Sometimes something suddenly catches up to you, maybe even years after you first knew about it, and it hits you just so. I’ve known about Yahoo’s nasty habit of handing information over that helps convict Chinese dissidents for a just over a year, and I’ve never been comfortable with it.
At the same time, I guess I was rationalizing the whole thing by noting that other companies over there, Google and Microsoft for instance, haven’t exactly distinguished themselves as exemplars of courage. The difference, however, is that Google and Microsoft don’t offer services that would involve being put in the position of giving up a user’s information.
So my answer to anyone who asks ‘where do you draw the line?’ when it comes to cuddly Internet companies crawling into bed with despots is:
“As for Yahoo’s responsibility, the World Organization for Human Rights says that the company ‘knowingly and willfully aided and abetted in the commission of torture and other major abuses violating international law‘ by turning over the messages.”
— Ars Technica, 4/19/07
Yahoo’s leadership says it’s doing more good by being in China than not. Here’s their conscience speaking:
“The arrests ‘are never things you go home and feel good about,’ Yang said. “We feel horrible about that…We have no way of preventing that beforehand….If you want to do business there you have to comply.’

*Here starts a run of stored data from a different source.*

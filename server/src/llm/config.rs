//! LLM configuration parsed from environment variables.

use super::types::LlmError;

pub const DEFAULT_OPENAI_BASE_URL: &str = "https://api.openai.com/v1";
pub const DEFAULT_LLM_REQUEST_TIMEOUT_SECS: u64 = 120;
pub const DEFAULT_LLM_CONNECT_TIMEOUT_SECS: u64 = 10;

#[derive(Debug, Clone, Copy, PartialEq, Eq)]
pub enum LlmProviderKind {
    Anthropic,
    OpenAi,
}

#[derive(Debug, Clone, Copy, PartialEq, Eq)]
pub enum OpenAiApiMode {
    ChatCompletions,
    Responses,
}

#[derive(Debug, Clone, Copy, PartialEq, Eq)]
pub struct LlmTimeouts {
    pub request_secs: u64,
    pub connect_secs: u64,
}

impl Default for LlmTimeouts {
    fn default() -> Self {
        Self { request_secs: DEFAULT_LLM_REQUEST_TIMEOUT_SECS, connect_secs: DEFAULT_LLM_CONNECT_TIMEOUT_SECS }
    }
}

#[derive(Debug, Clone, PartialEq, Eq)]
pub struct LlmConfig {
    pub provider: LlmProviderKind,
    pub api_key: String,
    pub model: String,
    pub openai_mode: OpenAiApiMode,
    pub openai_base_url: String,
    pub timeouts: LlmTimeouts,
}

impl LlmConfig {
    /// Build typed LLM config from environment variables.
    ///
    /// Required:
    /// - `LLM_API_KEY_ENV` (names the env var containing the key)
    ///
    /// Optional:
    /// - `LLM_PROVIDER`: `anthropic` (default) or `openai`
    /// - `LLM_MODEL`: provider default when absent
    /// - `LLM_OPENAI_MODE`: `responses` (default) or `chat_completions`
    /// - `LLM_OPENAI_BASE_URL`: default OpenAI API base URL
    /// - `LLM_REQUEST_TIMEOUT_SECS`: default 120
    /// - `LLM_CONNECT_TIMEOUT_SECS`: default 10
    ///
    /// # Errors
    ///
    /// Returns an error if the key is missing or a value cannot be parsed.
    pub fn from_env() -> Result<Self, LlmError> {
        Self::from_lookup(|key| std::env::var(key).ok())
    }

    /// Build typed LLM config from an arbitrary key lookup.
    ///
    /// `from_env` passes `std::env::var`; tests pass a map.
    ///
    /// # Errors
    ///
    /// Returns an error if the key is missing or a value cannot be parsed.
    pub fn from_lookup(lookup: impl Fn(&str) -> Option<String>) -> Result<Self, LlmError> {
        let provider = parse_provider(lookup("LLM_PROVIDER").as_deref())?;

        let key_var = lookup("LLM_API_KEY_ENV").ok_or_else(|| LlmError::MissingApiKey { var: "LLM_API_KEY_ENV".into() })?;
        let api_key = lookup(&key_var)
            .filter(|key| !key.trim().is_empty())
            .ok_or_else(|| LlmError::MissingApiKey { var: key_var.clone() })?;

        let model = lookup("LLM_MODEL").unwrap_or_else(|| default_model(provider).to_string());
        let openai_mode = parse_openai_mode(lookup("LLM_OPENAI_MODE").as_deref())?;
        let openai_base_url = lookup("LLM_OPENAI_BASE_URL")
            .unwrap_or_else(|| DEFAULT_OPENAI_BASE_URL.to_string())
            .trim_end_matches('/')
            .to_string();
        let timeouts = LlmTimeouts {
            request_secs: parse_u64(lookup("LLM_REQUEST_TIMEOUT_SECS"), DEFAULT_LLM_REQUEST_TIMEOUT_SECS),
            connect_secs: parse_u64(lookup("LLM_CONNECT_TIMEOUT_SECS"), DEFAULT_LLM_CONNECT_TIMEOUT_SECS),
        };

        Ok(Self { provider, api_key, model, openai_mode, openai_base_url, timeouts })
    }
}

fn parse_u64(raw: Option<String>, default: u64) -> u64 {
    raw.and_then(|v| v.trim().parse::<u64>().ok())
        .unwrap_or(default)
}

fn parse_provider(raw: Option<&str>) -> Result<LlmProviderKind, LlmError> {
    match raw.unwrap_or("anthropic") {
        "anthropic" => Ok(LlmProviderKind::Anthropic),
        "openai" => Ok(LlmProviderKind::OpenAi),
        other => Err(LlmError::ConfigParse(format!("unknown LLM_PROVIDER: {other}"))),
    }
}

fn parse_openai_mode(raw: Option<&str>) -> Result<OpenAiApiMode, LlmError> {
    match raw.unwrap_or("responses") {
        "responses" => Ok(OpenAiApiMode::Responses),
        "chat_completions" => Ok(OpenAiApiMode::ChatCompletions),
        other => Err(LlmError::ConfigParse(format!(
            "unsupported openai_api mode '{other}' (expected 'responses' or 'chat_completions')"
        ))),
    }
}

fn default_model(provider: LlmProviderKind) -> &'static str {
    match provider {
        LlmProviderKind::Anthropic => "claude-sonnet-4-5-20250929",
        LlmProviderKind::OpenAi => "gpt-4o",
    }
}

#[cfg(test)]
#[path = "config_test.rs"]
mod tests;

“We feel horrible about that.”
“You have to comply.”
So, as I said, late to thinking about this much in the concrete, but it hit me this evening that I don’t like what Yahoo does and I don’t feel compelled to take a “realistic” view on Yahoo’s behalf. I don’t care what its market realities are. Not my concern.
I don’t care to give Yahoo my money in the form of my annual flickr subscription. I don’t care to give Yahoo my time with the occasional ad impressions Yahoo News or other properties may gather from me. I don’t care to invest in other Yahoo services, even if that’s something as trivial as adding a bookmark to del.icio.us. So I downloaded any information I contributed to Yahoo sites and axed all my accounts this evening.
That was a very small thing to do. Sometimes something just hits you:
We live in a complex world, and it’s hard to always know what the right thing is, but Yahoo abets despots who seek to torture their citizens, and it does so because the money’s too good to ignore.